■ DATASET EXTRACT:
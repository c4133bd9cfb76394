//! Convenience re-exports: `use meadow::prelude::*` for the common items.

pub use crate::config::{EngineConfig, LogConfig, TextureEntry, WindowConfig, read_json};
pub use crate::desktop::Desktop;
pub use crate::engine::Engine;
pub use crate::entity::{Entity, EntityCtx, EntityId, RenderCtx};
pub use crate::error::{ConfigError, LoadError, RegistryError, SceneError, StartupError};
pub use crate::headless::HeadlessBackend;
pub use crate::input::KeyCode;
pub use crate::math::{Rect, Vec2};
pub use crate::platform::{Backend, Canvas, TextureLoader, Window};
pub use crate::scene::Scene;
pub use crate::texture::{TextureHandle, TextureRegistry};
pub use crate::time::{Clock, ManualTime, Time, TimeSource, WallTime};
//! # render2d: textured quads on wgpu
//!
//! The desktop backend draws every `Canvas::draw_textured_rect` call as one
//! quad. Quads are collected CPU-side during the render pass and flushed to
//! the GPU in one render pass when the frame is presented:
//!
//! ```text
//! draw_textured_rect ─► QuadBatch::push   (project to clip space, merge runs)
//!            ...
//! present_frame ───────► draw::render_quads (upload, clear, one draw per run)
//! ```
//!
//! - [`vertex`]: per-corner layout shared with `shader.wgsl`
//! - [`batch`]: CPU-side vertex/index accumulation
//! - [`pipeline`]: the render pipeline, bind group layout and sampler
//! - [`texture`]: image decoding and the GPU texture store
//! - [`draw`]: the per-frame render pass

pub(crate) mod batch;
pub(crate) mod draw;
pub(crate) mod pipeline;
pub(crate) mod texture;
pub(crate) mod vertex;
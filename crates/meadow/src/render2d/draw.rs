//! The per-frame render pass.
//!
//! ```text
//! render_quads
//!   ├─ acquire surface texture       (SurfaceError goes to the caller)
//!   ├─ upload vertex + index buffers (skipped when nothing was drawn)
//!   ├─ clear with the background color
//!   ├─ for each run: bind texture, draw_indexed(range)
//!   └─ submit, present
//! ```

use wgpu::util::DeviceExt;

use crate::render::GpuContext;

use super::batch::QuadBatch;
use super::pipeline::QuadRenderer;
use super::texture::TextureStore;

pub(crate) fn render_quads(
    gpu: &GpuContext,
    renderer: &QuadRenderer,
    store: &TextureStore,
    batch: &QuadBatch,
    clear_color: wgpu::Color,
) -> Result<(), wgpu::SurfaceError> {
    let output = gpu.surface.get_current_texture()?;
    let view = output
        .texture
        .create_view(&wgpu::TextureViewDescriptor::default());
    let mut encoder = gpu
        .device
        .create_command_encoder(&wgpu::CommandEncoderDescriptor {
            label: Some("meadow frame encoder"),
        });

    let buffers = (!batch.is_empty()).then(|| {
        let vertex_buffer = gpu.device.create_buffer_init(&wgpu::util::BufferInitDescriptor {
            label: Some("quad vertex buffer"),
            contents: bytemuck::cast_slice(&batch.vertices),
            usage: wgpu::BufferUsages::VERTEX,
        });
        let index_buffer = gpu.device.create_buffer_init(&wgpu::util::BufferInitDescriptor {
            label: Some("quad index buffer"),
            contents: bytemuck::cast_slice(&batch.indices),
            usage: wgpu::BufferUsages::INDEX,
        });
        (vertex_buffer, index_buffer)
    });

    {
        let mut render_pass = encoder.begin_render_pass(&wgpu::RenderPassDescriptor {
            label: Some("quad render pass"),
            color_attachments: &[Some(wgpu::RenderPassColorAttachment {
                view: &view,
                resolve_target: None,
                ops: wgpu::Operations {
                    load: wgpu::LoadOp::Clear(clear_color),
                    store: wgpu::StoreOp::Store,
                },
                depth_slice: None,
            })],
            depth_stencil_attachment: None,
            timestamp_writes: None,
            occlusion_query_set: None,
        });

        if let Some((vb, ib)) = &buffers {
            render_pass.set_pipeline(&renderer.pipeline);
            render_pass.set_vertex_buffer(0, vb.slice(..));
            render_pass.set_index_buffer(ib.slice(..), wgpu::IndexFormat::Uint32);

            for run in &batch.runs {
                let Some(texture) = store.get(run.texture) else {
                    log::debug!("Skipping draw with unknown texture {}", run.texture);
                    continue;
                };
                render_pass.set_bind_group(0, &texture.bind_group, &[]);
                render_pass.draw_indexed(run.index_start..(run.index_start + run.index_count), 0, 0..1);
            }
        }
    }

    gpu.queue.submit(std::iter::once(encoder.finish()));
    output.present();
    Ok(())
}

■ YOUR INSTRUCTIONS: With the line that contains "if let Some((vb, ib))" as your start, reproduce the data above exactly through its last line, and nothing before that start.

■ ANSWER SECTION:
        if let Some((vb, ib)) = &buffers {
            render_pass.set_pipeline(&renderer.pipeline);
            render_pass.set_vertex_buffer(0, vb.slice(..));
            render_pass.set_index_buffer(ib.slice(..), wgpu::IndexFormat::Uint32);

            for run in &batch.runs {
                let Some(texture) = store.get(run.texture) else {
                    log::debug!("Skipping draw with unknown texture {}", run.texture);
                    continue;
                };
                render_pass.set_bind_group(0, &texture.bind_group, &[]);
                render_pass.draw_indexed(run.index_start..(run.index_start + run.index_count), 0, 0..1);
            }
        }
    }

    gpu.queue.submit(std::iter::once(encoder.finish()));
    output.present();
    Ok(())
}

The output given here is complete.